Is static variables which are the ones "baked into the executable" are sort of global in the sense that any function call access the same piece of data in this case the string, this in turn means that the static variable has to be immutable and it is shared as well.
This would also explain why they aren't neither in the heap nor in the stack.
(Apparently, statics are specifically in a read only segment of the executable. iiuc.)
However, of course my question only shifts to why did they need to be baked into the executable, and hence not shared although it may still be immutable.
For the Size part, I think I get now that the compiler does not see the contents of the file but only the type that's why str is not sized but str<N> would be. However, just like you said this exists for Arrays, one does not explicitly write the number of elements on the left as a type, so I guess I still find it confusing.
That may be related to you said above but may also not be
String literals, like other larger constants, e.g. constant arrays, have to be stored somewhere. And it is naturally to store them inside of the executable file, otherwise we would need a separate file. As the executable is loaded into RAM when we launch our application, the strings literals will then live somewhere in the memory space. So there is no real reason to copy them elsewhere, at least not when parts of our program needs only immutable shared access. Of course we can copy the literals from the initial memory location to other variables, to get local copies.
Static storage is a different kind of storage than heap and stack, yes.

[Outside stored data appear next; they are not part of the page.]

//! Dedupr: classify, clean and deduplicate tabular contact data.
//!
//! A dataset of people or companies is loaded into a column-oriented model.
//! Columns are classified (an email, a phone number, a full name, ...), and a
//! classification normalizes the column's values. Classified columns then
//! drive deduplication: a planner picks blocking rules and comparators, an
//! external matcher clusters records, and a resolver reduces clusters to a
//! canonical-row mapping.
//!
//! # Core Principles
//!
//! - **Replace, don't mutate**: operations produce a new dataset
//! - **Closed classifier set**: every classification is a known [`ClassifierId`]
//! - **Untrusted suggestions**: provider output is validated before use
//!
//! # Example
//!
//! ```
//! use dedupr::classifier::ClassifierRegistry;
//! use dedupr::dataset::{Column, Dataset};
//! use dedupr::operations::{ColumnEngine, Operation};
//!
//! let dataset = Dataset::with_generated_row_ids(vec![Column::new(
//!     "email_abcd",
//!     "Email",
//!     vec![Some(" Ada@Example.COM ".to_string()), None],
//! )])
//! .unwrap();
//!
//! let registry = ClassifierRegistry::new();
//! let engine = ColumnEngine::new(&registry);
//! let (updated, report) = engine
//!     .apply(
//!         &dataset,
//!         &[Operation::ClassifyColumn {
//!             column_id: "email_abcd".to_string(),
//!             classification: "person:email".to_string(),
//!         }],
//!     )
//!     .unwrap();
//!
//! assert_eq!(report.values_changed, 1);
//! assert_eq!(
//!     updated.column("email_abcd").unwrap().values[0].as_deref(),
//!     Some("ada@example.com")
//! );
//! ```

pub mod classifier;
pub mod dataset;
pub mod dedup;
pub mod error;
pub mod operations;
pub mod suggestion;

pub use classifier::{ClassifierId, ClassifierRegistry, DatasetType};
pub use dataset::{Column, Dataset, DatasetLoader};
pub use dedup::{DeduplicationRequest, DeduplicationResponse, Deduplicator};
pub use error::{DeduprError, MatcherError, OperationError, PlanningFailure, Result};
pub use operations::{ApplyReport, ColumnEngine, Operation};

The reason string literals are in static storage however is that they can't be stored on the heap, since the heap is not always available (e.g. when compiling for embedded targets or when using const functions), and while storing them on the stack would be possible (e.g. with that hypothetical str<N> I was talking about), it would be inconvenient due strings with different lengths having different types, and references to them living for less. Storing strings in static storage is just more convenient as it allows you to get long-lived 'static references with a common shared type, and it's also more efficient, especially for longer strings, because they are initialized only once at program startup rather than every time you have a string literal in your code.
You can have statics stored in writable memory too, they just need to be a static mut (nowadays discouraged though) or contain a UnsafeCell (generally indirectly through other types, like a Mutex or a LazyLock).
I'm not sure what you mean here, but if you want to store an array you have to write the number of items with [T; N]. If you're thinking of &[T] then this is exactly like the current &str, you can't dereference it to "own" the [T]. In fact str is essentially a [u8] except for the additional requirement that it needs to be valid UTF-8, and similarly String is just a wrapper over Vec<u8>; we just lack the equivalent of [u8; N] for strings.
My point there is that the number of items is inferred from what is on the right side of the assignment and the same could be done for strings. The only problem would be that utf-8 is a variable encoding etc.